I could feel his warmth beside me on the bed every night. I pretended to be asleep as he pulled me to his hard chest, then let out a sigh as if he needed something to hold on to.

I did, too, which is why I pretended not to notice. I was scared that if I opened my eyes, he would disappear.

“I don’t know what you’re talking about.” He faces the tree again, staring at a mark.

“So you’re fine coming to my room every night but not fine with admitting it?” I storm toward him, then stop. “Forget it. I don’t know why I even care. You’ll do whatever you want anyway, and I’m done making excuses for you.”

I’m about to leave, but his rough voice echoes in the air. “I needed you.”

I start to look back at him, but big arms wrap around my waist from behind, and he buries his face in my hair. “Your warmth, your smell, even the sound of your breathing calms me, sweetheart.”

My thumb strokes my wrist. “Then why did you have to do it in secret?”

“Because you’re mad at me, and I can’t handle your rejection. Not now, when my world is falling apart.”

“Jude…”

“Preston was…is my brother, more than Julian ever has been.” His voice is thick with pain.

“Julian and I have a generational gap, and he was already a snake while I was growing up and rarely treated me like a brother. When I was young, I wanted to be close to him, but he was in college and plagued with power, so it was impossible. When I told Pres, he said, ‘No worries, my dude, you have me! I’m the best and the most reliable and charming brother anyone could have. The last one in stock. Better snag me now before I’m snatched up by someone else.

Also, let’s be friends. No one likes me.

’” Jude chuckles humorlessly. “He said that while his face was bruised because some kids beat him up after he talked shit about them and I saved him. We shook our bloodied hands as a blood pact and said we’d always have each other’s backs.

We even engraved it in this tree over ten years ago.

The mark is starting to fade, and I can’t fix it.

Because he’s gone now, and I can’t bring him back, no matter how many things or people I punch. ”

My fingers stroke over his busted knuckles, tears streaming down my cheeks and slipping into my mouth, down my chin and onto the collar of my dress. “I’m sorry.
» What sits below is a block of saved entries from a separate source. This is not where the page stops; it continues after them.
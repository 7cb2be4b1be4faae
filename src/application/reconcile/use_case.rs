//! Reconcile Use Case
//!
//! Orchestrates one reconciliation pass:
//! 1. Load the instance's persisted resources (a failed load counts as empty)
//! 2. Rebuild the current model from them
//! 3. Diff desired against current, plus deletes for stranded components
//! 4. Apply creates, then updates, then deletes through the store
//!
//! With `continue_on_error`, a component create is skipped when its host's
//! create failed earlier in the pass, and a host delete is skipped when one of
//! its component deletes failed. A component record never outlives its host.
//!
//! Each call runs sequentially on the caller's thread. Concurrent callers are
//! only as safe as the store they share.

use std::collections::{BTreeMap, BTreeSet};

use chrono::Utc;
use tracing::{debug, info, warn};

use crate::domain::entities::{
    Component, Host, InstanceState, Label, Model, ResourceKind, ResourceState, ResourceStatus, DEFAULT_REGION,
    META_COMPONENT_ID, META_COMPONENT_TYPE, META_HOST_ID, META_INSTANCE_TYPE, META_REGION_ID,
};
use crate::domain::ports::{ResourceMap, ResourceStore};
use crate::domain::services::{compute_diff, Action, Diff, ResourceChange};
use crate::domain::value_objects::ComponentType;
use crate::error::StrataResult;

use super::context::ReconcileContext;
use super::options::ReconcileOptions;
use super::result::{ReconcileError, ReconcileFailure, ReconcileResult};

/// Reconciler - applies the diff between desired and persisted state
///
/// Parameterized by its store so tests can swap in failing or recording
/// implementations.
pub struct Reconciler<S>
where
    S: ResourceStore,
{
    store: S,
}

impl<S> Reconciler<S>
where
    S: ResourceStore,
{
    pub fn new(store: S) -> Self {
        Self { store }
    }

    pub fn store(&self) -> &S {
        &self.store
    }

    /// Reconcile with default options: apply, stop at the first failure.
    pub fn reconcile(&self, ctx: &ReconcileContext) -> Result<ReconcileResult, ReconcileFailure> {
        self.reconcile_with_options(ctx, &ReconcileOptions::default())
    }

    pub fn reconcile_with_options(
        &self,
        ctx: &ReconcileContext,
        options: &ReconcileOptions,
    ) -> Result<ReconcileResult, ReconcileFailure> {
        let instance_id = ctx.instance_id();
        let persisted = self.load_persisted(instance_id);
        let diff = plan(instance_id, ctx.model(), &persisted);

        debug!(
            instance = instance_id,
            create = diff.to_create.len(),
            update = diff.to_update.len(),
            delete = diff.to_delete.len(),
            "computed diff"
        );

        let mut result = ReconcileResult::new(options.dry_run);

        if options.dry_run {
            result.created = diff.to_create.len();
            result.updated = diff.to_update.len();
            result.deleted = diff.to_delete.len();
            result.unchanged = count_unchanged(&persisted, &diff);
            info!(
                "dry-run: would create {}, update {}, delete {} resources",
                result.created, result.updated, result.deleted
            );
            return Ok(result);
        }

        // Hosts whose create, or one of whose component deletes, failed
        let mut blocked_hosts: BTreeSet<&str> = BTreeSet::new();

        for change in diff.changes() {
            let blocked = match (change.action, change.kind) {
                (Action::Create, ResourceKind::Component) => {
                    blocked_hosts.contains(change.host_id.as_str())
                }
                (Action::Delete, ResourceKind::Host) => blocked_hosts.contains(change.id.as_str()),
                _ => false,
            };
            if blocked {
                warn!(
                    instance = instance_id,
                    "skipping {} of resource [{}]: host [{}] failed earlier in this pass",
                    change.action,
                    change.id,
                    change.host_id
                );
                continue;
            }

            let outcome = match change.action {
                Action::Create | Action::Update => self
                    .store
                    .save_resource(instance_id, build_resource(change, &persisted)),
                Action::Delete => self.store.delete_resource(instance_id, &change.id),
            };

            match outcome {
                Ok(()) => {
                    match change.action {
                        Action::Create => result.created += 1,
                        Action::Update => result.updated += 1,
                        Action::Delete => result.deleted += 1,
                    }
                    if change.changes.is_empty() {
                        info!(
                            instance = instance_id,
                            "{}d resource [{}] type={}",
                            change.action,
                            change.id,
                            change.kind
                        );
                    } else {
                        info!(
                            instance = instance_id,
                            "{}d resource [{}] type={} changes={:?}",
                            change.action,
                            change.id,
                            change.kind,
                            change.changes
                        );
                    }
                }
                Err(source) => {
                    let error = ReconcileError {
                        resource_id: change.id.clone(),
                        action: change.action,
                        source,
                    };
                    warn!(instance = instance_id, "{}", error);
                    match (change.action, change.kind) {
                        (Action::Create, ResourceKind::Host)
                        | (Action::Delete, ResourceKind::Component) => {
                            blocked_hosts.insert(change.host_id.as_str());
                        }
                        _ => {}
                    }
                    result.errors.push(error.clone());
                    if !options.continue_on_error {
                        result.unchanged = count_unchanged(&persisted, &diff);
                        return Err(ReconcileFailure { result, error });
                    }
                }
            }
        }

        result.unchanged = count_unchanged(&persisted, &diff);
        Ok(result)
    }

    /// Reconcile, then record the outcome in the instance's status label.
    ///
    /// The label moves to `applied` when every change succeeded and to
    /// `failed` otherwise. A dry run leaves the label alone. A fail-fast abort
    /// comes back as `StrataError::Aborted` once the label is saved.
    pub fn reconcile_and_record(
        &self,
        ctx: &ReconcileContext,
        options: &ReconcileOptions,
    ) -> StrataResult<ReconcileResult> {
        let outcome = self.reconcile_with_options(ctx, options);
        if options.dry_run {
            return Ok(outcome?);
        }

        let instance_id = ctx.instance_id();
        let succeeded = matches!(&outcome, Ok(result) if result.is_success());
        let mut label = match &ctx.label {
            Some(label) => label.clone(),
            None => self
                .store
                .get_status(instance_id)
                .unwrap_or_else(|_| Label::new(instance_id, ctx.model.id.as_str())),
        };
        label.model_id = ctx.model.id.clone();
        let state = if succeeded {
            InstanceState::Applied
        } else {
            InstanceState::Failed
        };
        self.store.save_status(instance_id, label.transition(state))?;

        Ok(outcome?)
    }

    /// The diff a reconcile would apply, without applying it.
    pub fn get_diff(&self, ctx: &ReconcileContext) -> Diff {
        let instance_id = ctx.instance_id();
        let persisted = self.load_persisted(instance_id);
        plan(instance_id, ctx.model(), &persisted)
    }

    fn load_persisted(&self, instance_id: &str) -> ResourceMap {
        match self.store.get_resources(instance_id) {
            Ok(resources) => resources,
            Err(err) => {
                warn!(
                    "Unable to load resources for instance [{}]: {}. Assuming fresh start.",
                    instance_id, err
                );
                ResourceMap::new()
            }
        }
    }
}

/// Rebuild a model from persisted resources.
///
/// Hosts come from `host` entries, keeping their region and instance type.
/// Components come from `component` entries and attach to their host; a
/// component whose host entry is missing is skipped (see
/// [`stranded_components`]).
pub fn rebuild_model(model_id: &str, resources: &ResourceMap) -> Model {
    let mut model = Model::new(model_id);

    for resource in resources.values().filter(|r| r.kind == ResourceKind::Host) {
        let region_id = resource.meta(META_REGION_ID).unwrap_or(DEFAULT_REGION);
        let host = Host::new(resource.id.clone())
            .with_instance_type(resource.meta(META_INSTANCE_TYPE).unwrap_or_default());
        model.region_entry(region_id).insert_host(host);
    }

    for resource in resources
        .values()
        .filter(|r| r.kind == ResourceKind::Component)
    {
        let Some(component_id) = resource.component_id() else {
            warn!("component resource [{}] has no component id, ignoring", resource.id);
            continue;
        };
        let host_id = resource.host_id();
        let Some(host) = model.host_mut(host_id) else {
            warn!(
                "component resource [{}] refers to unknown host [{}], ignoring",
                resource.id, host_id
            );
            continue;
        };
        let label = resource.meta(META_COMPONENT_TYPE).unwrap_or_default();
        host.insert_component(Component::new(component_id, ComponentType::labelled(label)));
    }

    model
}

/// Component records that [`rebuild_model`] cannot attach to a host.
///
/// These are left behind when a host record is removed or never written
/// while its components were.
pub fn stranded_components(resources: &ResourceMap) -> Vec<&ResourceState> {
    resources
        .values()
        .filter(|r| r.kind == ResourceKind::Component)
        .filter(|r| match resources.get(r.host_id()) {
            Some(host) => host.kind != ResourceKind::Host || r.component_id().is_none(),
            None => true,
        })
        .collect()
}

/// Diff of desired against persisted, with stranded components the desired
/// model does not keep queued for deletion ahead of the regular deletes.
fn plan(instance_id: &str, desired: &Model, persisted: &ResourceMap) -> Diff {
    let current = rebuild_model(instance_id, persisted);
    let mut diff = compute_diff(desired, &current);

    let stranded: Vec<ResourceChange> = stranded_components(persisted)
        .into_iter()
        .filter(|resource| {
            let wanted = desired.host(resource.host_id()).zip(resource.component_id());
            !matches!(wanted, Some((host, id)) if host.components.contains_key(id))
        })
        .map(|resource| ResourceChange {
            id: resource.id.clone(),
            kind: ResourceKind::Component,
            region_id: resource
                .meta(META_REGION_ID)
                .unwrap_or(DEFAULT_REGION)
                .to_string(),
            host_id: resource.host_id().to_string(),
            component_id: resource.component_id().map(str::to_string),
            action: Action::Delete,
            changes: Vec::new(),
            old_metadata: BTreeMap::new(),
            new_metadata: BTreeMap::new(),
        })
        .collect();
    diff.to_delete.splice(0..0, stranded);
    diff
}

/// Resource record to persist for a create or update.
fn build_resource(change: &ResourceChange, persisted: &ResourceMap) -> ResourceState {
    let mut metadata = BTreeMap::from([
        (META_REGION_ID.to_string(), change.region_id.clone()),
        (META_HOST_ID.to_string(), change.host_id.clone()),
    ]);
    for (key, value) in &change.new_metadata {
        if !value.is_empty() {
            metadata.insert(key.clone(), value.clone());
        }
    }
    if let Some(component_id) = &change.component_id {
        metadata.insert(META_COMPONENT_ID.to_string(), component_id.clone());
    }

    let now = Utc::now();
    let created_at = persisted
        .get(&change.id)
        .map(|existing| existing.created_at)
        .unwrap_or(now);

    ResourceState {
        id: change.id.clone(),
        kind: change.kind,
        status: ResourceStatus::Running,
        metadata,
        created_at,
        updated_at: now,
    }
}

/// Persisted resources that no change touches.
fn count_unchanged(persisted: &ResourceMap, diff: &Diff) -> usize {
    let changed = diff.changed_ids();
    persisted
        .keys()
        .filter(|id| !changed.contains(id.as_str()))
        .count()
}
It should’ve been me.”

“Violet!” He whirls me around so fast that I almost fall until he grabs my shoulders with both hands. “Don’t you fucking say that.”
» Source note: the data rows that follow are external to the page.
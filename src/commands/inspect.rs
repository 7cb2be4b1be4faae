//! Read-only commands over the configured store.

use anyhow::{Context, Result};
use strata::presentation::factory;
use strata::{ResourceStore, StatusStore};

use super::Runtime;

pub fn cmd_instances(rt: &Runtime) -> Result<()> {
    let store = factory::create_store(&rt.config);
    let ids = store.list_instances().context("failed to list instances")?;
    print!("{}", rt.renderer.instances(&ids));
    Ok(())
}

pub fn cmd_status(rt: &Runtime, instance: &str) -> Result<()> {
    let store = factory::create_store(&rt.config);
    let label = store
        .get_status(instance)
        .with_context(|| format!("failed to read status of instance [{instance}]"))?;
    print!("{}", rt.renderer.status(&label));
    Ok(())
}

pub fn cmd_resources(rt: &Runtime, instance: &str) -> Result<()> {
    let store = factory::create_store(&rt.config);
    let resources = store
        .get_resources(instance)
        .with_context(|| format!("failed to read resources of instance [{instance}]"))?;
    print!("{}", rt.renderer.resources(instance, &resources));
    Ok(())
}

pub fn cmd_types(rt: &Runtime) -> Result<()> {
    print!("{}", rt.renderer.types(&rt.registry.list_names()));
    Ok(())
}
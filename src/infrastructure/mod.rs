//! Infrastructure Layer
//!
//! Concrete implementations of domain ports.
//! This layer handles all I/O operations.
//!
//! ## Structure
//!
//! - `repositories/` - Store backends (in-memory, JSON files)
//! - `loader/` - Declarative model loaders (YAML)

pub mod loader;
pub mod repositories;

pub use loader::{is_valid_id, YamlModelLoader};
pub use repositories::{FileStore, MemoryStore, LABEL_FILE, RESOURCES_FILE};
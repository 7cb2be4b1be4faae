//! Model Loaders
//!
//! Implementations of the `ModelLoader` port.

mod yaml;

pub use yaml::{is_valid_id, YamlModelLoader};
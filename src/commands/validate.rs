use std::path::Path;

use anyhow::{bail, Context, Result};
use strata::domain::ports::ModelLoader;

use super::Runtime;

pub fn cmd_validate(rt: &Runtime, file: &Path) -> Result<()> {
    let report = rt
        .loader()
        .validate(file)
        .with_context(|| format!("failed to read model from {}", file.display()))?;

    print!("{}", rt.renderer.validation(file, &report));

    if !report.is_valid() {
        bail!(
            "{} has {} validation error(s)",
            file.display(),
            report.errors.len()
        );
    }
    Ok(())
}
//! Application Layer
//!
//! Use cases that orchestrate the business flow.
//! This layer:
//! - Depends on Domain layer (entities, services, ports)
//! - Does NOT contain business rules (those are in Domain)
//! - Coordinates between Infrastructure and Domain
//!
//! ## Use Cases
//!
//! - `Reconciler` - Load persisted state, diff against the desired model, apply

pub mod reconcile;

pub use reconcile::{
    rebuild_model, stranded_components, ReconcileContext, ReconcileError, ReconcileFailure,
    ReconcileOptions, ReconcileResult, Reconciler,
};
“But it’s because of me that he’s…he’s…” I choke on my words, my mouth flooding with saliva and pain.

“Then you better live for him.” His eyes bore into mine, his voice growing steady and resolute. “I know you’re thinking you’ve cursed both Mario and Preston, so you believe the world would be a better place without you.”

“How…”

“You’re obvious. It’s why Dahlia and I have been keeping an eye on you in case you do something stupid.
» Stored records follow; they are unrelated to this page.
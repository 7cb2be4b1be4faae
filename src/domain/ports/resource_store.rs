//! Resource store ports
//!
//! Two capability layers: [`StatusStore`] tracks per-instance status labels,
//! [`ResourceStore`] adds per-resource CRUD on top of it. Implementations
//! are responsible for their own thread safety.

use std::collections::BTreeMap;
use std::path::PathBuf;
use std::sync::Arc;

use crate::domain::entities::{Label, ResourceState};

/// Persisted resources of one instance, keyed by resource id
pub type ResourceMap = BTreeMap<String, ResourceState>;

pub type StoreResult<T> = Result<T, StoreError>;

#[derive(Debug, Clone, thiserror::Error, PartialEq, Eq)]
pub enum StoreError {
    #[error("instance [{instance_id}] not found")]
    InstanceNotFound { instance_id: String },

    #[error("invalid instance id '{instance_id}'")]
    InvalidInstanceId { instance_id: String },

    #[error("failed to access {path}: {message}")]
    Io { path: PathBuf, message: String },

    #[error(
        "resource file corrupted: {path}\n  → Fix: restore it from backup or delete it to start fresh\n  → Details: {message}"
    )]
    Corrupted { path: PathBuf, message: String },

    #[error("failed to serialize store contents: {message}")]
    Serialization { message: String },

    #[error("store lock poisoned by a panicked writer")]
    Poisoned,

    #[error("{message}")]
    Backend { message: String },
}

pub trait StatusStore: Send + Sync {
    /// Status label of an instance; `InstanceNotFound` if none was saved.
    fn get_status(&self, instance_id: &str) -> StoreResult<Label>;

    fn save_status(&self, instance_id: &str, label: Label) -> StoreResult<()>;

    fn list_instances(&self) -> StoreResult<Vec<String>>;
}

pub trait ResourceStore: StatusStore {
    /// All resources of an instance. An instance without resources yields an
    /// empty map, not an error.
    fn get_resources(&self, instance_id: &str) -> StoreResult<ResourceMap>;

    /// Insert or replace a resource by id.
    fn save_resource(&self, instance_id: &str, resource: ResourceState) -> StoreResult<()>;

    /// Remove a resource. Removing an absent resource is a no-op.
    fn delete_resource(&self, instance_id: &str, resource_id: &str) -> StoreResult<()>;
}

macro_rules! forward_store {
    ($wrapper:ty) => {
        impl<S: StatusStore + ?Sized> StatusStore for $wrapper {
            fn get_status(&self, instance_id: &str) -> StoreResult<Label> {
                (**self).get_status(instance_id)
            }

            fn save_status(&self, instance_id: &str, label: Label) -> StoreResult<()> {
                (**self).save_status(instance_id, label)
            }

            fn list_instances(&self) -> StoreResult<Vec<String>> {
                (**self).list_instances()
            }
        }

        impl<S: ResourceStore + ?Sized> ResourceStore for $wrapper {
            fn get_resources(&self, instance_id: &str) -> StoreResult<ResourceMap> {
                (**self).get_resources(instance_id)
            }

            fn save_resource(&self, instance_id: &str, resource: ResourceState) -> StoreResult<()> {
                (**self).save_resource(instance_id, resource)
            }

            fn delete_resource(&self, instance_id: &str, resource_id: &str) -> StoreResult<()> {
                (**self).delete_resource(instance_id, resource_id)
            }
        }
    };
}

forward_store!(Box<S>);
forward_store!(Arc<S>);
forward_store!(&S);
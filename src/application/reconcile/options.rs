//! Reconcile Options

/// Switches for one reconciliation pass
#[derive(Debug, Clone, Copy, Default, PartialEq, Eq)]
pub struct ReconcileOptions {
    /// Compute and count changes without writing anything
    pub dry_run: bool,
    /// Record failed writes and keep going instead of stopping at the first one
    pub continue_on_error: bool,
}

impl ReconcileOptions {
    pub fn new() -> Self {
        Self::default()
    }

    pub fn with_dry_run(mut self, dry_run: bool) -> Self {
        self.dry_run = dry_run;
        self
    }

    pub fn with_continue_on_error(mut self, continue_on_error: bool) -> Self {
        self.continue_on_error = continue_on_error;
        self
    }
}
” He shakes my shoulders. “I’m telling you, Violet.

Your death wouldn’t bring back Preston or Mario.

It’ll only make their sacrifices die in vain.

Do you hear me? Live for them if you can’t live for yourself. You owe them that much.”

A new wave of tears stream down my face, clinging to the sunglasses.

“Live for me,” he whispers, his head tilting down, and when his lips capture mine, all I can do is kiss him through the tears.